■ Assignment ■
Output only the lines from the start of the entries through the line holding "the input observations.". Each line must match the original exactly.

■ Provided records ■
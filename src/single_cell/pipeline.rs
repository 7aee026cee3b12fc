use std::time::Instant;

use crate::config::PipelineConfig;
use crate::core::base::sparse_math::{log1p, normalise_total, scale_genes};
use crate::core::data::count_matrix::*;
use crate::core::data::metadata::ObservationMetadata;
use crate::core::data::spatial_coordinates::SpatialCoordinates;
use crate::core::graph::leiden::LeidenParams;
use crate::error::{Result, StageWarning};
use crate::single_cell::clustering::{cluster_observations, ClusterAssignment};
use crate::single_cell::dge::{find_markers, MarkerParams, MarkerTable};
use crate::single_cell::dim_reduction::{run_pca, PcaParams, ReducedEmbedding};
use crate::single_cell::hvg::{get_hvg_vst, FeatureStatistics, HvgParams};
use crate::single_cell::methods::module_scoring::{
    calculate_module_scores, GeneSet, ModuleScoreParams, ModuleScoreTable,
};
use crate::single_cell::methods::spatial::{
    spatially_variable_genes, SpatialParams, SpatialVariableGene,
};
use crate::single_cell::methods::umap::{run_umap, UmapEmbedding, UmapParams};
use crate::single_cell::processing::{run_qc, QcParams, QcReport};
use crate::single_cell::sc_knn_snn::{build_snn_graph, NeighbourGraph, SnnParams};

/// Prefix of the module score columns in the observation metadata
pub const MODULE_SCORE_PREFIX: &str = "module_";

/// Everything the pipeline produces
///
/// ### Fields
///
/// * `counts` - The QC filtered counts.
/// * `normalised` - Log-normalised counts of the filtered observations.
/// * `qc` - The `QcReport` on the input observations.
/// * `features` - Variable feature statistics.
/// * `pca` - The PCA embedding on the variable features.
/// * `graph` - Shared nearest neighbour graph.
/// * `clusters` - Leiden clusters.
/// * `umap` - 2D layout.
/// * `markers` - Marker genes per cluster.
/// * `module_scores` - Gene set scores if gene sets were provided.
/// * `spatial` - Spatial ranking of all genes if coordinates were provided.
/// * `metadata` - Per observation annotations collected along the way.
/// * `warnings` - Non-fatal warnings of all stages, in stage order.
#[derive(Clone, Debug)]
pub struct PipelineResult {
    pub counts: CountMatrix,
    pub normalised: NormalisedMatrix,
    pub qc: QcReport,
    pub features: FeatureStatistics,
    pub pca: ReducedEmbedding,
    pub graph: NeighbourGraph,
    pub clusters: ClusterAssignment,
    pub umap: UmapEmbedding,
    pub markers: MarkerTable,
    pub module_scores: Option<ModuleScoreTable>,
    pub spatial: Option<Vec<SpatialVariableGene>>,
    pub metadata: ObservationMetadata,
    pub warnings: Vec<StageWarning>,
}

/// Values of the kept observations
fn kept<T: Clone>(values: &[T], mask: &[bool]) -> Vec<T> {
    values
        .iter()
        .zip(mask)
        .filter(|(_, &k)| k)
        .map(|(v, _)| v.clone())
        .collect()
}

/// Keep the output of an optional stage or record why it is missing
fn optional_stage<T>(stage: &'static str, res: Result<T>, warnings: &mut Vec<StageWarning>) -> Option<T> {
    match res {
        Ok(out) => Some(out),
        Err(error) => {
            let warning = StageWarning::StageFailed { stage, error };
            warning.log();
            warnings.push(warning);
            None
        }
    }
}

/// Module scores plus their metadata columns
///
/// The columns are only added if the whole stage succeeds.
fn module_score_stage(
    normalised: &NormalisedMatrix,
    gene_sets: &[GeneSet],
    config: &PipelineConfig,
    metadata: &mut ObservationMetadata,
) -> Result<ModuleScoreTable> {
    let table = calculate_module_scores(normalised, gene_sets, &ModuleScoreParams::from(config))?;
    let mut updated = metadata.clone();
    for (name, scores) in table.set_names.iter().zip(&table.scores) {
        updated.add_numeric_column(&format!("{}{}", MODULE_SCORE_PREFIX, name), scores.clone())?;
    }
    *metadata = updated;
    Ok(table)
}

/// Spatially variable genes plus the spot position columns
fn spatial_stage(
    normalised: &NormalisedMatrix,
    coordinates: &SpatialCoordinates,
    config: &PipelineConfig,
    metadata: &mut ObservationMetadata,
) -> Result<Vec<SpatialVariableGene>> {
    let aligned = coordinates.align_to(normalised.obs_ids())?;
    let genes = spatially_variable_genes(normalised, &aligned, None, &SpatialParams::from(config))?;

    let (rows, cols): (Vec<i64>, Vec<i64>) = aligned.grid().iter().copied().unzip();
    let (xs, ys): (Vec<f64>, Vec<f64>) = aligned.pixel().iter().copied().unzip();
    let mut updated = metadata.clone();
    updated.add_integer_column("grid_row", rows)?;
    updated.add_integer_column("grid_col", cols)?;
    updated.add_numeric_column("pixel_x", xs)?;
    updated.add_numeric_column("pixel_y", ys)?;
    *metadata = updated;
    Ok(genes)
}

/// Run the full analysis on a count matrix
///
/// QC, normalisation, variable features, scaling, PCA, SNN graph, Leiden,
/// UMAP, markers and, if provided, module scores and spatial
/// autocorrelation. Every stage receives its parameters from `config`.
///
/// The core stages up to the markers feed into each other, so an error in
/// any of them ends the run. Module scoring and the spatial ranking only
/// read the core outputs; if one of them fails its output is `None` and a
/// `StageWarning::StageFailed` is recorded instead.
///
/// ### Params
///
/// * `counts` - Raw gene x observation counts.
/// * `config` - The `PipelineConfig`.
/// * `coordinates` - Optional spot coordinates keyed by observation id.
/// * `gene_sets` - Optional gene sets to score.
///
/// ### Returns
///
/// The `PipelineResult`
pub fn run_pipeline(
    counts: &CountMatrix,
    config: &PipelineConfig,
    coordinates: Option<&SpatialCoordinates>,
    gene_sets: Option<&[GeneSet]>,
) -> Result<PipelineResult> {
    config.validate()?;
    let start = Instant::now();
    let mut warnings = Vec::new();

    // qc
    let (filtered, qc) = run_qc(counts, &QcParams::from(config))?;
    let mask = &qc.cells.to_keep;
    let mut metadata = ObservationMetadata::new(filtered.obs_ids().to_vec())?;
    metadata.add_numeric_column("total_counts", kept(&qc.cells.lib_size, mask))?;
    metadata.add_integer_column(
        "n_features",
        kept(&qc.cells.no_genes, mask).into_iter().map(|n| n as i64).collect(),
    )?;
    metadata.add_numeric_column("control_fraction", kept(&qc.cells.control_fraction, mask))?;

    // normalisation and feature selection
    let lib_normalised = normalise_total(&filtered, config.target_sum)?;
    let features = get_hvg_vst(&lib_normalised, &HvgParams::from(config))?;
    let normalised = log1p(&lib_normalised)?;
    drop(lib_normalised);

    let selected = features.selected_indices();
    let selected_ids: Vec<String> = selected
        .iter()
        .map(|&g| features.gene_ids[g].clone())
        .collect();
    let scaled = scale_genes(&normalised, &selected, config.scale_clip)?;

    // embedding, graph, clusters
    let pca = run_pca(
        scaled.as_ref(),
        normalised.obs_ids(),
        &selected_ids,
        &PcaParams::from(config),
    )?;
    drop(scaled);

    let graph = build_snn_graph(
        pca.leading(config.neighbor_dims),
        pca.obs_ids.as_slice(),
        &SnnParams::from(config),
    )?;
    let clusters = cluster_observations(&graph, &LeidenParams::from(config))?;
    warnings.extend(clusters.warnings.iter().cloned());
    metadata.add_integer_column(
        "cluster",
        clusters.labels.iter().map(|&l| l as i64).collect(),
    )?;

    let umap = run_umap(
        pca.leading(config.neighbor_dims),
        pca.obs_ids.as_slice(),
        &UmapParams::from(config),
    )?;
    for d in 0..umap.coordinates.ncols() {
        let column = (0..umap.coordinates.nrows())
            .map(|i| umap.coordinates[(i, d)])
            .collect();
        metadata.add_numeric_column(&format!("umap_{}", d + 1), column)?;
    }

    // annotation
    let markers = find_markers(&normalised, &clusters, &MarkerParams::from(config))?;
    warnings.extend(markers.warnings.iter().cloned());

    let module_scores = gene_sets.and_then(|sets| {
        let res = module_score_stage(&normalised, sets, config, &mut metadata);
        optional_stage("module_scores", res, &mut warnings)
    });
    if let Some(table) = &module_scores {
        warnings.extend(table.warnings.iter().cloned());
    }

    let spatial = coordinates.and_then(|coords| {
        let res = spatial_stage(&normalised, coords, config, &mut metadata);
        optional_stage("spatial", res, &mut warnings)
    });

    log::info!(
        "Pipeline finished on {} observations x {} genes: {} clusters, {} warnings in {:.2?}",
        normalised.n_obs(),
        normalised.n_genes(),
        clusters.n_clusters,
        warnings.len(),
        start.elapsed()
    );

    Ok(PipelineResult {
        counts: filtered,
        normalised,
        qc,
        features,
        pca,
        graph,
        clusters,
        umap,
        markers,
        module_scores,
        spatial,
        metadata,
        warnings,
    })
}

///////////
// Tests //
///////////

■ Your response ■
filename src/single_cell/pipeline.rs
repository 7aee026cee3b12fc
use std::time::Instant;

use crate::config::PipelineConfig;
use crate::core::base::sparse_math::{log1p, normalise_total, scale_genes};
use crate::core::data::count_matrix::*;
use crate::core::data::metadata::ObservationMetadata;
use crate::core::data::spatial_coordinates::SpatialCoordinates;
use crate::core::graph::leiden::LeidenParams;
use crate::error::{Result, StageWarning};
use crate::single_cell::clustering::{cluster_observations, ClusterAssignment};
use crate::single_cell::dge::{find_markers, MarkerParams, MarkerTable};
use crate::single_cell::dim_reduction::{run_pca, PcaParams, ReducedEmbedding};
use crate::single_cell::hvg::{get_hvg_vst, FeatureStatistics, HvgParams};
use crate::single_cell::methods::module_scoring::{
    calculate_module_scores, GeneSet, ModuleScoreParams, ModuleScoreTable,
};
use crate::single_cell::methods::spatial::{
    spatially_variable_genes, SpatialParams, SpatialVariableGene,
};
use crate::single_cell::methods::umap::{run_umap, UmapEmbedding, UmapParams};
use crate::single_cell::processing::{run_qc, QcParams, QcReport};
use crate::single_cell::sc_knn_snn::{build_snn_graph, NeighbourGraph, SnnParams};

/// Prefix of the module score columns in the observation metadata
pub const MODULE_SCORE_PREFIX: &str = "module_";

/// Everything the pipeline produces
///
/// ### Fields
///
/// * `counts` - The QC filtered counts.
/// * `normalised` - Log-normalised counts of the filtered observations.
/// * `qc` - The `QcReport` on the input observations.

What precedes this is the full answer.